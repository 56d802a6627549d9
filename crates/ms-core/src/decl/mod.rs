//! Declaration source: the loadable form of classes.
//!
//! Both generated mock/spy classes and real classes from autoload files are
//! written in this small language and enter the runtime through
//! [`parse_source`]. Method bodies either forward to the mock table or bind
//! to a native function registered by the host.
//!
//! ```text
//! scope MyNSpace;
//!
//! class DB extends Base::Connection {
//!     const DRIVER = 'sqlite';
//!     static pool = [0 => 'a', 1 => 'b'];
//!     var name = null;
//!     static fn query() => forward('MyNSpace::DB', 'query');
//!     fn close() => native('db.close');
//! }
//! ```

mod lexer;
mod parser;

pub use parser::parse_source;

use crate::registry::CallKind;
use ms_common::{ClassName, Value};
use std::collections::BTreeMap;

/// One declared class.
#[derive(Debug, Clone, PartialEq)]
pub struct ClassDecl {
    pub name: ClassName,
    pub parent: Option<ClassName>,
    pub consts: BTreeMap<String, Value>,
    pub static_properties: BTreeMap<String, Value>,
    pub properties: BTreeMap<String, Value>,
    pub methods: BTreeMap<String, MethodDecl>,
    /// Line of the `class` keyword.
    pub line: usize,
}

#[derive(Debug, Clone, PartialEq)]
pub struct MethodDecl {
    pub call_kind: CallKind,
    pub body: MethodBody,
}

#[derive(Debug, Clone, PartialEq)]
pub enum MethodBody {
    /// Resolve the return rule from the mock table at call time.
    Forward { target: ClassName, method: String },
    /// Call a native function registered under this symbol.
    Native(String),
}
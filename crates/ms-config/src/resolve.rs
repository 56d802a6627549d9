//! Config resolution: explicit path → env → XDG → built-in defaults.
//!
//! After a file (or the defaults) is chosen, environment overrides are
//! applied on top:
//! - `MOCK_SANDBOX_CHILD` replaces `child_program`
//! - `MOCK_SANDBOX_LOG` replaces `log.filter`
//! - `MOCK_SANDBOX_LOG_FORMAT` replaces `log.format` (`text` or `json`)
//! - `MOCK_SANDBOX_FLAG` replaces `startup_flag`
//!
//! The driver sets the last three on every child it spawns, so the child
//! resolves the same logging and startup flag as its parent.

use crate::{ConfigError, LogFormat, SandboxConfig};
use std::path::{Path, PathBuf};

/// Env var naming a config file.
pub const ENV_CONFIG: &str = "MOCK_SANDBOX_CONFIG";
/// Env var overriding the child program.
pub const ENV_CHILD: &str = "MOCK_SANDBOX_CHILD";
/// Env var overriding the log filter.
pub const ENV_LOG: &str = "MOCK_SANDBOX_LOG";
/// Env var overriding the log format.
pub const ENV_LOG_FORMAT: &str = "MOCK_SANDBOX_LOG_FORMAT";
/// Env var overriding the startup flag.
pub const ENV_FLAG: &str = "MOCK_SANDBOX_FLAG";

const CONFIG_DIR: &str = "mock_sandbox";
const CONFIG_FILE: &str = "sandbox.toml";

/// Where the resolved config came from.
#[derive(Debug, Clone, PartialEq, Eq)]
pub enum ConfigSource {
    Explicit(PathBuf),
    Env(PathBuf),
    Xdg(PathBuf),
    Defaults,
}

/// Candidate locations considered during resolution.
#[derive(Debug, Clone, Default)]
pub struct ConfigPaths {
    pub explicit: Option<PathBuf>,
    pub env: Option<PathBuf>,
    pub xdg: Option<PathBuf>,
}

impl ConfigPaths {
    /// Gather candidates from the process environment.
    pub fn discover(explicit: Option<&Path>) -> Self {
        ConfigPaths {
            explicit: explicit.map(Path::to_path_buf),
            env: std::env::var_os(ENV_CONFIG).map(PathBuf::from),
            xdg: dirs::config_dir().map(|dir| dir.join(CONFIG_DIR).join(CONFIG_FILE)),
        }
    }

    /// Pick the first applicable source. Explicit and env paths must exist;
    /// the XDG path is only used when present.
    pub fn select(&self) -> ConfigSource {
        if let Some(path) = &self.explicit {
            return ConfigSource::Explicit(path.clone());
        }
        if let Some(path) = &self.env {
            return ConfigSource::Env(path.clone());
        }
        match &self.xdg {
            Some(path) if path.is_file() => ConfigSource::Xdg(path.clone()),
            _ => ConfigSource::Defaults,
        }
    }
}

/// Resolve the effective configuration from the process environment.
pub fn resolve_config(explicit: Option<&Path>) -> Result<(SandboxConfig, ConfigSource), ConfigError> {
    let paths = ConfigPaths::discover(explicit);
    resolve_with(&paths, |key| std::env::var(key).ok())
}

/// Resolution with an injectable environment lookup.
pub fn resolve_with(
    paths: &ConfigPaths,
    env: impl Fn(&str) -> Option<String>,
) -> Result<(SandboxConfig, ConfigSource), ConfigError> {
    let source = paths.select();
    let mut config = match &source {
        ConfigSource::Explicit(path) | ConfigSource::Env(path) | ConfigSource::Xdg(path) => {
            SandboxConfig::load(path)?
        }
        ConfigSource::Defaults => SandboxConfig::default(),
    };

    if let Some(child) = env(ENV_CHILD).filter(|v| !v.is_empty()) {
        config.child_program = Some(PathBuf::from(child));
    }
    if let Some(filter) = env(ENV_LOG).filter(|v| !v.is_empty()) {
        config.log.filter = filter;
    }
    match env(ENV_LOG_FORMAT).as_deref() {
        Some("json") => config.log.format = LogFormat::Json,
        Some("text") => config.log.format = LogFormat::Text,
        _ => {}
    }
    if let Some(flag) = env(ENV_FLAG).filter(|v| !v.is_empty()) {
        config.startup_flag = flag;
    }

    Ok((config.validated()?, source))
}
* * *
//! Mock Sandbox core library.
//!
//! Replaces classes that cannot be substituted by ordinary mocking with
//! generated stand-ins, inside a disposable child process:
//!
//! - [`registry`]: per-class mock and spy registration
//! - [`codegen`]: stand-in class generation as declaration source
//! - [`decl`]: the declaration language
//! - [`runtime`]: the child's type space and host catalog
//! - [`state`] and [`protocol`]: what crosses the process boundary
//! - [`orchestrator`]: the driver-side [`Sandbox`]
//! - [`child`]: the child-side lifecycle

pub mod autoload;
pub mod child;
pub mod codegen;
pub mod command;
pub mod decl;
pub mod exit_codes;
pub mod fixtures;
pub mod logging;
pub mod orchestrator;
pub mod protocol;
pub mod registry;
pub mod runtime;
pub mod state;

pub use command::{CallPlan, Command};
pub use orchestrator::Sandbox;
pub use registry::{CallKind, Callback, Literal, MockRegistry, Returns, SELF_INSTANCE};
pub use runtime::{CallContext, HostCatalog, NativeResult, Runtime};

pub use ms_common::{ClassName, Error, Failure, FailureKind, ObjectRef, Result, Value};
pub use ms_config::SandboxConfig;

§ INSTRUCTIONS FOR THE TASK: Please give again the lines above between the line holding "pub mod runtime;" and the line holding "pub use ms_config::SandboxConfig;", inclusive, exactly as they are and with nothing added.

§ SOLVED EXERCISE:
pub mod runtime;
pub mod state;

pub use command::{CallPlan, Command};
pub use orchestrator::Sandbox;
pub use registry::{CallKind, Callback, Literal, MockRegistry, Returns, SELF_INSTANCE};
pub use runtime::{CallContext, HostCatalog, NativeResult, Runtime};

pub use ms_common::{ClassName, Error, Failure, FailureKind, ObjectRef, Result, Value};
pub use ms_config::SandboxConfig;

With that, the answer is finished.